__Directions__
Reproduce the records word for word, with nothing left out.

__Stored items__
//! Configuration loading from disk.

use std::fs;
use std::path::Path;

use crate::config::schema::ServerConfig;
use crate::config::validation::{validate_config, ValidationError};

/// Error type for configuration loading.
#[derive(Debug)]
pub enum ConfigError {
    Io(std::io::Error),
    Parse(toml::de::Error),
    Validation(Vec<ValidationError>),
}

impl std::fmt::Display for ConfigError {
    fn fmt(&self, f: &mut std::fmt::Formatter<'_>) -> std::fmt::Result {
        match self {
            ConfigError::Io(e) => write!(f, "IO error: {}", e),
            ConfigError::Parse(e) => write!(f, "Parse error: {}", e),
            ConfigError::Validation(errors) => {
                write!(f, "Validation failed: ")?;
                for (i, err) in errors.iter().enumerate() {
                    if i > 0 {
                        write!(f, ", ")?;
                    }
                    write!(f, "{}", err)?;
                }
                Ok(())
            }
        }
    }
}

impl std::error::Error for ConfigError {}

/// Parse a configuration from TOML text without validating it.
pub fn parse_config(content: &str) -> Result<ServerConfig, ConfigError> {
    toml::from_str(content).map_err(ConfigError::Parse)
}

/// Read a configuration file without validating it.
pub fn read_config(path: &Path) -> Result<ServerConfig, ConfigError> {
    let content = fs::read_to_string(path).map_err(ConfigError::Io)?;
    parse_config(&content)
}

/// Load and validate configuration from a TOML file.
pub fn load_config(path: &Path) -> Result<ServerConfig, ConfigError> {
    let config = read_config(path)?;

    validate_config(&config).map_err(ConfigError::Validation)?;

    Ok(config)
}

/// Values given on the command line, applied over the file.
#[derive(Debug, Clone, Default)]
pub struct ConfigOverrides {
    pub bind_address: Option<String>,
    pub shutdown_timeout_secs: Option<u64>,
    pub log_level: Option<String>,
}

impl ConfigOverrides {
    pub fn apply(&self, config: &mut ServerConfig) {
        if let Some(bind) = &self.bind_address {
            config.listener.bind_address = bind.clone();
        }
        if let Some(secs) = self.shutdown_timeout_secs {
            config.shutdown.timeout_secs = secs;
        }
        if let Some(level) = &self.log_level {
            config.observability.log_level = level.clone();
        }
    }
}

/// Read the file (or start from defaults), apply `overrides`, then validate
/// the merged result once.
pub fn load_with_overrides(
    path: Option<&Path>,
    overrides: &ConfigOverrides,
) -> Result<ServerConfig, ConfigError> {
    let mut config = match path {
        Some(path) => read_config(path)?,
        None => ServerConfig::default(),
    };

    overrides.apply(&mut config);
    validate_config(&config).map_err(ConfigError::Validation)?;

    Ok(config)
}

__Task response__
//! Configuration loading from disk.

use std::fs;
use std::path::Path;

use crate::config::schema::ServerConfig;
use crate::config::validation::{validate_config, ValidationError};

/// Error type for configuration loading.
#[derive(Debug)]
pub enum ConfigError {
    Io(std::io::Error),
    Parse(toml::de::Error),
    Validation(Vec<ValidationError>),
}

impl std::fmt::Display for ConfigError {
    fn fmt(&self, f: &mut std::fmt::Formatter<'_>) -> std::fmt::Result {
        match self {
            ConfigError::Io(e) => write!(f, "IO error: {}", e),
            ConfigError::Parse(e) => write!(f, "Parse error: {}", e),
            ConfigError::Validation(errors) => {
                write!(f, "Validation failed: ")?;
                for (i, err) in errors.iter().enumerate() {
                    if i > 0 {
                        write!(f, ", ")?;
                    }
                    write!(f, "{}", err)?;
                }
                Ok(())
            }
        }
    }
}

impl std::error::Error for ConfigError {}

/// Parse a configuration from TOML text without validating it.
pub fn parse_config(content: &str) -> Result<ServerConfig, ConfigError> {
    toml::from_str(content).map_err(ConfigError::Parse)
}

/// Read a configuration file without validating it.
pub fn read_config(path: &Path) -> Result<ServerConfig, ConfigError> {
    let content = fs::read_to_string(path).map_err(ConfigError::Io)?;
    parse_config(&content)
}

/// Load and validate configuration from a TOML file.
pub fn load_config(path: &Path) -> Result<ServerConfig, ConfigError> {
    let config = read_config(path)?;

    validate_config(&config).map_err(ConfigError::Validation)?;

    Ok(config)
}

/// Values given on the command line, applied over the file.
#[derive(Debug, Clone, Default)]
pub struct ConfigOverrides {
    pub bind_address: Option<String>,
    pub shutdown_timeout_secs: Option<u64>,
    pub log_level: Option<String>,
}

impl ConfigOverrides {
    pub fn apply(&self, config: &mut ServerConfig) {
        if let Some(bind) = &self.bind_address {
            config.listener.bind_address = bind.clone();
        }
        if let Some(secs) = self.shutdown_timeout_secs {
            config.shutdown.timeout_secs = secs;
        }
        if let Some(level) = &self.log_level {
            config.observability.log_level = level.clone();
        }
    }
}

/// Read the file (or start from defaults), apply `overrides`, then validate
/// the merged result once.
pub fn load_with_overrides(
    path: Option<&Path>,
    overrides: &ConfigOverrides,
) -> Result<ServerConfig, ConfigError> {
    let mut config = match path {
        Some(path) => read_config(path)?,
        None => ServerConfig::default(),
    };

    overrides.apply(&mut config);
    validate_config(&config).map_err(ConfigError::Validation)?;

    Ok(config)
}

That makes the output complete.